* **EXERCISE DIRECTIONS**
Please copy each line below that contains the word "None".

Segment Start: MATERIAL SHOWN

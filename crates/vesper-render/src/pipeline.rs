//! Pipeline and GPU resource creation helpers for the batch submitter.

use crate::batch::{PositionAttr, ShadeAttr};
use crate::submit::FrameUniformsRaw;

/// Create one attribute vertex buffer sized for `capacity` records of
/// `record_size` bytes. Written once per flush with `queue.write_buffer`.
pub fn create_attribute_buffer(
    device: &wgpu::Device,
    label: &str,
    capacity: usize,
    record_size: usize,
) -> wgpu::Buffer {
    device.create_buffer(&wgpu::BufferDescriptor {
        label: Some(label),
        size: (capacity * record_size) as u64,
        usage: wgpu::BufferUsages::VERTEX | wgpu::BufferUsages::COPY_DST,
        mapped_at_creation: false,
    })
}

/// Create the per-frame uniform buffer.
pub fn create_uniform_buffer(device: &wgpu::Device) -> wgpu::Buffer {
    device.create_buffer(&wgpu::BufferDescriptor {
        label: Some("batch_frame_uniforms"),
        size: std::mem::size_of::<FrameUniformsRaw>() as u64,
        usage: wgpu::BufferUsages::UNIFORM | wgpu::BufferUsages::COPY_DST,
        mapped_at_creation: false,
    })
}

/// Create the uniform bind group layout (group 1).
pub fn create_uniform_bind_group_layout(device: &wgpu::Device) -> wgpu::BindGroupLayout {
    device.create_bind_group_layout(&wgpu::BindGroupLayoutDescriptor {
        label: Some("batch_uniform_layout"),
        entries: &[wgpu::BindGroupLayoutEntry {
            binding: 0,
            visibility: wgpu::ShaderStages::VERTEX,
            ty: wgpu::BindingType::Buffer {
                ty: wgpu::BufferBindingType::Uniform,
                has_dynamic_offset: false,
                min_binding_size: None,
            },
            count: None,
        }],
    })
}

/// Create the uniform bind group.
pub fn create_uniform_bind_group(
    device: &wgpu::Device,
    layout: &wgpu::BindGroupLayout,
    buffer: &wgpu::Buffer,
) -> wgpu::BindGroup {
    device.create_bind_group(&wgpu::BindGroupDescriptor {
        label: Some("batch_uniform_bg"),
        layout,
        entries: &[wgpu::BindGroupEntry {
            binding: 0,
            resource: buffer.as_entire_binding(),
        }],
    })
}

/// Create the texture-unit bind group layout (group 0): a binding array of
/// `max_units` textures plus one shared sampler. The bind group is always
/// fully populated, padded with the fallback texture.
pub fn create_texture_bind_group_layout(
    device: &wgpu::Device,
    max_units: u32,
) -> wgpu::BindGroupLayout {
    device.create_bind_group_layout(&wgpu::BindGroupLayoutDescriptor {
        label: Some("batch_texture_layout"),
        entries: &[
            wgpu::BindGroupLayoutEntry {
                binding: 0,
                visibility: wgpu::ShaderStages::FRAGMENT,
                ty: wgpu::BindingType::Texture {
                    sample_type: wgpu::TextureSampleType::Float { filterable: true },
                    view_dimension: wgpu::TextureViewDimension::D2,
                    multisampled: false,
                },
                count: std::num::NonZeroU32::new(max_units),
            },
            wgpu::BindGroupLayoutEntry {
                binding: 1,
                visibility: wgpu::ShaderStages::FRAGMENT,
                ty: wgpu::BindingType::Sampler(wgpu::SamplerBindingType::Filtering),
                count: None,
            },
        ],
    })
}

/// Create the batch render pipeline: alpha-blended, no depth attachment —
/// visual ordering comes entirely from draw order.
pub fn create_batch_pipeline(
    device: &wgpu::Device,
    shader: &wgpu::ShaderModule,
    pipeline_layout: &wgpu::PipelineLayout,
    surface_format: wgpu::TextureFormat,
) -> wgpu::RenderPipeline {
    device.create_render_pipeline(&wgpu::RenderPipelineDescriptor {
        label: Some("batch_pipeline"),
        layout: Some(pipeline_layout),
        vertex: wgpu::VertexState {
            module: shader,
            entry_point: Some("vs_main"),
            buffers: &[PositionAttr::layout(), ShadeAttr::layout()],
            compilation_options: wgpu::PipelineCompilationOptions::default(),
        },
        fragment: Some(wgpu::FragmentState {
            module: shader,
            entry_point: Some("fs_main"),
            targets: &[Some(wgpu::ColorTargetState {
                format: surface_format,
                blend: Some(wgpu::BlendState::ALPHA_BLENDING),
                write_mask: wgpu::ColorWrites::ALL,
            })],
            compilation_options: wgpu::PipelineCompilationOptions::default(),
        }),
        primitive: wgpu::PrimitiveState {
            topology: wgpu::PrimitiveTopology::TriangleList,
            strip_index_format: None,
            front_face: wgpu::FrontFace::Ccw,
            cull_mode: None, // 2D triangles, no culling
            polygon_mode: wgpu::PolygonMode::Fill,
            unclipped_depth: false,
            conservative: false,
        },
        depth_stencil: None,
        multisample: wgpu::MultisampleState::default(),
        multiview: None,
        cache: None,
    })
}

/// A 1x1 white fallback texture bound to unused units and to handles that
/// resolve to nothing.
pub fn create_fallback_texture(
    device: &wgpu::Device,
    queue: &wgpu::Queue,
) -> (wgpu::Texture, wgpu::TextureView) {
    let texture = device.create_texture(&wgpu::TextureDescriptor {
        label: Some("batch_fallback_texture"),
        size: wgpu::Extent3d {
            width: 1,
            height: 1,
            depth_or_array_layers: 1,
        },
        mip_level_count: 1,
        sample_count: 1,
        dimension: wgpu::TextureDimension::D2,
        format: wgpu::TextureFormat::Rgba8UnormSrgb,
        usage: wgpu::TextureUsages::TEXTURE_BINDING | wgpu::TextureUsages::COPY_DST,
        view_formats: &[],
    });
    queue.write_texture(
        wgpu::TexelCopyTextureInfo {
            texture: &texture,
            mip_level: 0,
            origin: wgpu::Origin3d::ZERO,
            aspect: wgpu::TextureAspect::All,
        },
        &[255, 255, 255, 255],
        wgpu::TexelCopyBufferLayout {
            offset: 0,
            bytes_per_row: Some(4),
            rows_per_image: Some(1),
        },
        wgpu::Extent3d {
            width: 1,
            height: 1,
            depth_or_array_layers: 1,
        },
    );
    let view = texture.create_view(&wgpu::TextureViewDescriptor::default());
    (texture, view)
}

Segment End: MATERIAL SHOWN

* **RESPONSE TO THIS EXERCISE**
                min_binding_size: None,
            count: None,
                count: None,
            strip_index_format: None,
            cull_mode: None, // 2D triangles, no culling
        depth_stencil: None,
        multiview: None,
        cache: None,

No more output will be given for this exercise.